Con il quarto motivo il ricorrente, denunciando motivazione omessa, insufficiente o contraddittoria ( art. 360 c.p.c., n. 5), lamenta che la Corte d’appello non avrebbe svolto un esame completo e comparativo di tutte le testimonianze e dichiarazioni rese e non collimanti perfettamente le une con le altre.

Anche tale motivo, non può trovare accoglimento, in quanto la pretesa carenza di motivazione non è in alcun modo desumibile dal contenuto della sentenza d’appello che, anzi, anche sul punto specifico, appare adeguatamente argomentata mediante specifico riferimento alle deposizioni dei testi escussi ed a pretese segnalate loro contraddittorietà, reiterate in questa sede con il proposto motivo di gravame; sicchè la censura tende, in realtà, ad un’inammissibile rivalutazione del merito.

Anche il quinto ed ultimo motivo, con cui si denuncia nullità della sentenza o del procedimento per violazione dell’art. 435 c.p.c., non può trovare accoglimento.

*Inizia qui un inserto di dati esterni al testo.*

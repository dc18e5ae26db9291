//! Session records.
//!
//! A [`Session`] is everything the server knows about one tracked container.
//! Records are owned by the [`SessionRegistry`](super::SessionRegistry); other
//! components only ever see clones.

use chrono::{DateTime, Utc};
use serde::{Deserialize, Serialize};
use std::fmt;
use std::path::{Path, PathBuf};

/// Opaque session identifier; the runtime's container id.
#[derive(Debug, Clone, PartialEq, Eq, Hash, PartialOrd, Ord, Serialize, Deserialize)]
#[serde(transparent)]
pub struct SessionHandle(String);

impl SessionHandle {
    pub fn new(id: impl Into<String>) -> Self {
        Self(id.into())
    }

    pub fn as_str(&self) -> &str {
        &self.0
    }
}

impl fmt::Display for SessionHandle {
    fn fmt(&self, f: &mut fmt::Formatter<'_>) -> fmt::Result {
        f.write_str(&self.0)
    }
}

impl From<String> for SessionHandle {
    fn from(id: String) -> Self {
        Self(id)
    }
}

impl From<&str> for SessionHandle {
    fn from(id: &str) -> Self {
        Self(id.to_string())
    }
}

/// What should happen to a container once it stops.
///
/// `Transient` containers are created with the runtime's auto-remove flag.
/// Neither variant makes the server delete a running session on its own.
#[derive(Debug, Clone, Copy, PartialEq, Eq, Serialize, Deserialize)]
#[serde(rename_all = "snake_case")]
pub enum Persistence {
    Persistent,
    Transient,
}

impl Persistence {
    pub fn is_persistent(self) -> bool {
        matches!(self, Persistence::Persistent)
    }

    /// Value of the runtime auto-remove flag for this policy.
    pub fn auto_remove(self) -> bool {
        !self.is_persistent()
    }
}

impl From<bool> for Persistence {
    fn from(persist: bool) -> Self {
        if persist {
            Persistence::Persistent
        } else {
            Persistence::Transient
        }
    }
}

impl fmt::Display for Persistence {
    fn fmt(&self, f: &mut fmt::Formatter<'_>) -> fmt::Result {
        match self {
            Persistence::Persistent => f.write_str("persistent"),
            Persistence::Transient => f.write_str("transient"),
        }
    }
}

/// Host directory bound at the workspace root. Fixed at creation.
#[derive(Debug, Clone, PartialEq, Eq, Serialize)]
#[serde(tag = "kind", content = "path", rename_all = "snake_case")]
pub enum Workspace {
    /// Staging directory created and deleted by the server
    Ephemeral(PathBuf),
    /// Caller-owned directory, never deleted by the server
    Mounted(PathBuf),
}

impl Workspace {
    pub fn host_path(&self) -> &Path {
        match self {
            Workspace::Ephemeral(path) | Workspace::Mounted(path) => path,
        }
    }

    pub fn is_ephemeral(&self) -> bool {
        matches!(self, Workspace::Ephemeral(_))
    }
}

impl fmt::Display for Workspace {
    fn fmt(&self, f: &mut fmt::Formatter<'_>) -> fmt::Result {
        match self {
            Workspace::Ephemeral(path) => write!(f, "ephemeral ({})", path.display()),
            Workspace::Mounted(path) => write!(f, "mounted ({})", path.display()),
        }
    }
}

/// Workspace-relative paths written through the server, in order of last write.
///
/// A path appears at most once; writing it again moves it to the end.
#[derive(Debug, Clone, Default, PartialEq, Eq, Serialize)]
#[serde(transparent)]
pub struct CreatedFiles(Vec<String>);

impl CreatedFiles {
    pub fn record(&mut self, path: impl Into<String>) {
        let path = path.into();
        self.0.retain(|existing| *existing != path);
        self.0.push(path);
    }

    pub fn iter(&self) -> impl Iterator<Item = &str> {
        self.0.iter().map(String::as_str)
    }

    pub fn contains(&self, path: &str) -> bool {
        self.0.iter().any(|existing| existing == path)
    }

    pub fn len(&self) -> usize {
        self.0.len()
    }

    pub fn is_empty(&self) -> bool {
        self.0.is_empty()
    }
}

/// Resource fetched into the workspace before the container started.
#[derive(Debug, Clone, PartialEq, Eq, Serialize)]
pub struct DownloadedResource {
    pub url: String,
    /// File name relative to the workspace root
    pub file_name: String,
    pub bytes: u64,
}

#[derive(Debug, Clone, Copy, PartialEq, Eq, Serialize)]
#[serde(rename_all = "snake_case")]
pub enum SessionStatus {
    Active,
    Removed,
}

/// One tracked container plus its workspace and write history.
#[derive(Debug, Clone, Serialize)]
pub struct Session {
    pub handle: SessionHandle,
    pub image: String,
    pub persistence: Persistence,
    pub workspace: Workspace,
    pub created_files: CreatedFiles,
    pub download: Option<DownloadedResource>,
    pub status: SessionStatus,
    pub created_at: DateTime<Utc>,
}

impl Session {
    pub fn new(
        handle: SessionHandle,
        image: impl Into<String>,
        persistence: Persistence,
        workspace: Workspace,
    ) -> Self {
        Self {
            handle,
            image: image.into(),
            persistence,
            workspace,
            created_files: CreatedFiles::default(),
            download: None,
            status: SessionStatus::Active,
            created_at: Utc::now(),
        }
    }
}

Infatti, la giurisprudenza è univocamente orientata nell’affermare che i termini previsti dall’art. 435 c.p.c. – il quale stabilisce che il Presidente della Corte di appello entro cinque giorni dalla data del deposito del ricorso nomina il giudice relatore e fissa, non oltre sessanta giorni dalla data medesima, l’udienza di discussione davanti al collegio, hanno natura ordinatoria, secondo la generale previsione dell’art. 152 c.p.c.;

pertanto, il mancato rispetto di essi non è causa di nullità nè, in particolare, importa improcedibilità dell’appello la fissazione dell’udienza di discussione oltre il termine di sessanta giorni sopra menzionato (ex plurimis, Cass. Sez. Un. n. 10728/1998). Per quanto precede, il ricorso va rigettato.

Le spese del presente giudizio, liquidate come da dispositivo, seguono la soccombenza.

P.Q.M.

La Corte rigetta il ricorso e condanna la parte ricorrente alle spese di questo giudizio, liquidate in Euro 40,00 oltre Euro 2.500,00 per onorari ed oltre accessori di legge.

Testo non ufficiale. La sola stampa del bollettino ufficiale ha carattere legale.